*** AVAILABLE DATA ***
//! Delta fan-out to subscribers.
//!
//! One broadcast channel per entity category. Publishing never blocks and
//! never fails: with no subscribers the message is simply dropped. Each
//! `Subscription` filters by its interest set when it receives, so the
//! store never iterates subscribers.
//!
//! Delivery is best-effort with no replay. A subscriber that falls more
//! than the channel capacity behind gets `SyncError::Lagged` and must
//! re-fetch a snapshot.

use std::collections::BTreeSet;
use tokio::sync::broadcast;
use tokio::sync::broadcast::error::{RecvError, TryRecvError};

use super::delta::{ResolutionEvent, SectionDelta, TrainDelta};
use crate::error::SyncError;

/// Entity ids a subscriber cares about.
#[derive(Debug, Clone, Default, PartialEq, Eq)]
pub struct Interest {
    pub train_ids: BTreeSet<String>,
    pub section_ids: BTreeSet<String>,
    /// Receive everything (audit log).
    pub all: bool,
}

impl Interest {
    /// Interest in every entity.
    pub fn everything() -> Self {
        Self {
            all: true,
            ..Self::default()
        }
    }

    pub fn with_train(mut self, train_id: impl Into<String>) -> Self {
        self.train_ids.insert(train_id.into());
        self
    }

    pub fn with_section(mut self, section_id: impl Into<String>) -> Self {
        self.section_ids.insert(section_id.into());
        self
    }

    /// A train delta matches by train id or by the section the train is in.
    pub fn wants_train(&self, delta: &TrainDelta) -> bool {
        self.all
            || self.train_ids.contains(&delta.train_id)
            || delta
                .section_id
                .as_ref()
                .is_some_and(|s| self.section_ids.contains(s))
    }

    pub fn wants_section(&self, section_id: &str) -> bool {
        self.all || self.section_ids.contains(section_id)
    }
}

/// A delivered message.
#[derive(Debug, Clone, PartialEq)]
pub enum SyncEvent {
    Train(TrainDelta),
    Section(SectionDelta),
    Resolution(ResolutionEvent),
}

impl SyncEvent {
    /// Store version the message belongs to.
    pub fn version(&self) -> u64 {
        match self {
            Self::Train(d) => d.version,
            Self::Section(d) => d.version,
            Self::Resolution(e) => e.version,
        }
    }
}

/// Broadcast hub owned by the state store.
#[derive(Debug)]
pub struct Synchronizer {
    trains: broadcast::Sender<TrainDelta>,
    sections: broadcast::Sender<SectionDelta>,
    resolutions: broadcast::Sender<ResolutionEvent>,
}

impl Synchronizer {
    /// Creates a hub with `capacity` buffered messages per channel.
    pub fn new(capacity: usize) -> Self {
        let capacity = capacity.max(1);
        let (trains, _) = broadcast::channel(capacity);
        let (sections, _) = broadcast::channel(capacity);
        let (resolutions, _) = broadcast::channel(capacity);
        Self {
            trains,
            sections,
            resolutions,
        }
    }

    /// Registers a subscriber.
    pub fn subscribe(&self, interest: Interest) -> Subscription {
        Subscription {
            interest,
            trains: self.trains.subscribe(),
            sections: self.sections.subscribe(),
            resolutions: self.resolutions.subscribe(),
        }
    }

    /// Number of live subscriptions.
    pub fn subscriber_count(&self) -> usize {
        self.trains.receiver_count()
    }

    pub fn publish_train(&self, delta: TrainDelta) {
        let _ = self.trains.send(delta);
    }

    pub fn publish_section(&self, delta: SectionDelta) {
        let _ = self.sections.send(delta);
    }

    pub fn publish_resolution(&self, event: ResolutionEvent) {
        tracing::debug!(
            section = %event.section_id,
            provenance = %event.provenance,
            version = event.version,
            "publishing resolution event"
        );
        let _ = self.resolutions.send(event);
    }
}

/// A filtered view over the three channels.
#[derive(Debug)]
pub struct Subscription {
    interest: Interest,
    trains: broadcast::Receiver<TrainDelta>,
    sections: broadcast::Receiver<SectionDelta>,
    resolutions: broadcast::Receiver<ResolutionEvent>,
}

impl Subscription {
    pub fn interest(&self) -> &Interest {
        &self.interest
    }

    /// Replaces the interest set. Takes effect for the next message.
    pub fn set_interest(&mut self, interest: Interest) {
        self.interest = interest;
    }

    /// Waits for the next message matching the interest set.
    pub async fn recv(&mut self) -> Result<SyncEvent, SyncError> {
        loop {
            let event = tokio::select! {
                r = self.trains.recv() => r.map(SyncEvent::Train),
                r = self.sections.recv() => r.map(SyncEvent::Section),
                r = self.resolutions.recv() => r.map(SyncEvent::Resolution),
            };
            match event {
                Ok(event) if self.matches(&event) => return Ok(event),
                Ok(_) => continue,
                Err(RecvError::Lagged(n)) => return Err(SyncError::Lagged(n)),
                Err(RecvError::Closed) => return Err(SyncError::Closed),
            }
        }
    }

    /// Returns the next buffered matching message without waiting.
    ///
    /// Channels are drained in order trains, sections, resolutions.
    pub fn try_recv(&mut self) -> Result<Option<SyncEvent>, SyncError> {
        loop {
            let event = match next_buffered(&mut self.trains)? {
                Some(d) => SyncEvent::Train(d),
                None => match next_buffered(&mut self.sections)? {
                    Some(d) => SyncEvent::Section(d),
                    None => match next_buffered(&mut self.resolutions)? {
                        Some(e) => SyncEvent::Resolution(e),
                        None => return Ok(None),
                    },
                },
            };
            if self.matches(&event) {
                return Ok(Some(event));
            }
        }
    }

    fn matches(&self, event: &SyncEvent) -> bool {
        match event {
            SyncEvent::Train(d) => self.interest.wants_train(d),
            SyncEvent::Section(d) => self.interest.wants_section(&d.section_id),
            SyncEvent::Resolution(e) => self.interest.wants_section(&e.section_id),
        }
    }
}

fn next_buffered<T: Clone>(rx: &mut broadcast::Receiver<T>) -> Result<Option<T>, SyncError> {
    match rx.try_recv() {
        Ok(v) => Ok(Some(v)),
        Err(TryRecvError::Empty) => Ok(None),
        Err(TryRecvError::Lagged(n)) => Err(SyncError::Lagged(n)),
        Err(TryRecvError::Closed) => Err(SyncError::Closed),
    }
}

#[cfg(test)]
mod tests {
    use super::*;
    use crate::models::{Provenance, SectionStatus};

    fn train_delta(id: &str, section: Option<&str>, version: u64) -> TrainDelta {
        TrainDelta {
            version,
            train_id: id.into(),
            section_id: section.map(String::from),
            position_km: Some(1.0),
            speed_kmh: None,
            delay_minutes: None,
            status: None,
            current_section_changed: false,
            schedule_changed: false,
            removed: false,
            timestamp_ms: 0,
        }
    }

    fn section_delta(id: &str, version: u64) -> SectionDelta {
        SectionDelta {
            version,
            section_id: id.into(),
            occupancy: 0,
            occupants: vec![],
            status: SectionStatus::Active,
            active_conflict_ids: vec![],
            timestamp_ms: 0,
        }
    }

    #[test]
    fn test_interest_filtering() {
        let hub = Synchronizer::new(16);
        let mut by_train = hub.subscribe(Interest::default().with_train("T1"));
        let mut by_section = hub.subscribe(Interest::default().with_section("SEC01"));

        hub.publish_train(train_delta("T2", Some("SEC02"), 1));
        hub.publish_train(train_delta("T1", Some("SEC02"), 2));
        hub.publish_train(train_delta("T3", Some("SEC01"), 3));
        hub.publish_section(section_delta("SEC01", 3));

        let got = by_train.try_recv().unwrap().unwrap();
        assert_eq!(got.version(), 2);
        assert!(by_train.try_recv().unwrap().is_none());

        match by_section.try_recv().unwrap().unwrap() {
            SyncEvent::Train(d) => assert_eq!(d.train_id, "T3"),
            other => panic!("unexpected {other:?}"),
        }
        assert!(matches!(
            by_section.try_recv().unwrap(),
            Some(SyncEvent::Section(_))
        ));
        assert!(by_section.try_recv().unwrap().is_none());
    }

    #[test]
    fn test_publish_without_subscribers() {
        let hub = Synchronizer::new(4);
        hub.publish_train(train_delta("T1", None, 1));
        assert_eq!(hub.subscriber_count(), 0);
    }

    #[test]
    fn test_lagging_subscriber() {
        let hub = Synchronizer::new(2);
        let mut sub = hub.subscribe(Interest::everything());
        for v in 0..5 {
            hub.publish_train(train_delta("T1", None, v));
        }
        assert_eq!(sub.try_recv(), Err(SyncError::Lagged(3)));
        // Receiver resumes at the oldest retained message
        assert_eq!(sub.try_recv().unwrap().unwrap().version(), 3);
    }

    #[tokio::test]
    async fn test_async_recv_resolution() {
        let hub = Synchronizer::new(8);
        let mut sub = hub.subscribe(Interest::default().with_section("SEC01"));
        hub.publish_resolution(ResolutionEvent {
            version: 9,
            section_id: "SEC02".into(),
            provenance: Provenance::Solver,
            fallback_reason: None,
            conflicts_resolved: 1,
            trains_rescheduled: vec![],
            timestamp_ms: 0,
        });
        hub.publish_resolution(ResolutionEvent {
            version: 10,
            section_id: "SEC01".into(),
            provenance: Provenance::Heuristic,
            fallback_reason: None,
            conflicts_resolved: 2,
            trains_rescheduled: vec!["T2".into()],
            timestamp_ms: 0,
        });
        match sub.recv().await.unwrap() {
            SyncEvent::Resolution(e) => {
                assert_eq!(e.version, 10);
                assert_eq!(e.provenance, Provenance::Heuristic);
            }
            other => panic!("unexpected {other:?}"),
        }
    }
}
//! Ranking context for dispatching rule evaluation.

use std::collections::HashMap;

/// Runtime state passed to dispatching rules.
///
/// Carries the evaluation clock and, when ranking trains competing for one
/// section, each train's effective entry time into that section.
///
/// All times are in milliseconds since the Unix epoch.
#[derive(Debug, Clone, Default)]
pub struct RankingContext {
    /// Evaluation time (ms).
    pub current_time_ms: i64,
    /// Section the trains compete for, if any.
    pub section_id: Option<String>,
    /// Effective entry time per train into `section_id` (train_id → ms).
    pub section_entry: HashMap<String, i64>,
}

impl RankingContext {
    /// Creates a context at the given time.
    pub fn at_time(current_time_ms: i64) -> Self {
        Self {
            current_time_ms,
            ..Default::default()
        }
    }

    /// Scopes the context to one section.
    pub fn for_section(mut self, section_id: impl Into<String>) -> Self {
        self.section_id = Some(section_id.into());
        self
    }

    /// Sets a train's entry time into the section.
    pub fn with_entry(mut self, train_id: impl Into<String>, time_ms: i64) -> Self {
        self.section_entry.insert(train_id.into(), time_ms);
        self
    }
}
*** End of AVAILABLE DATA ***
## WHAT YOU SHOULD DO
Go line by line through the data above and count those holding "SectionStatus"; report the number alone.

## ANSWER SECTION
2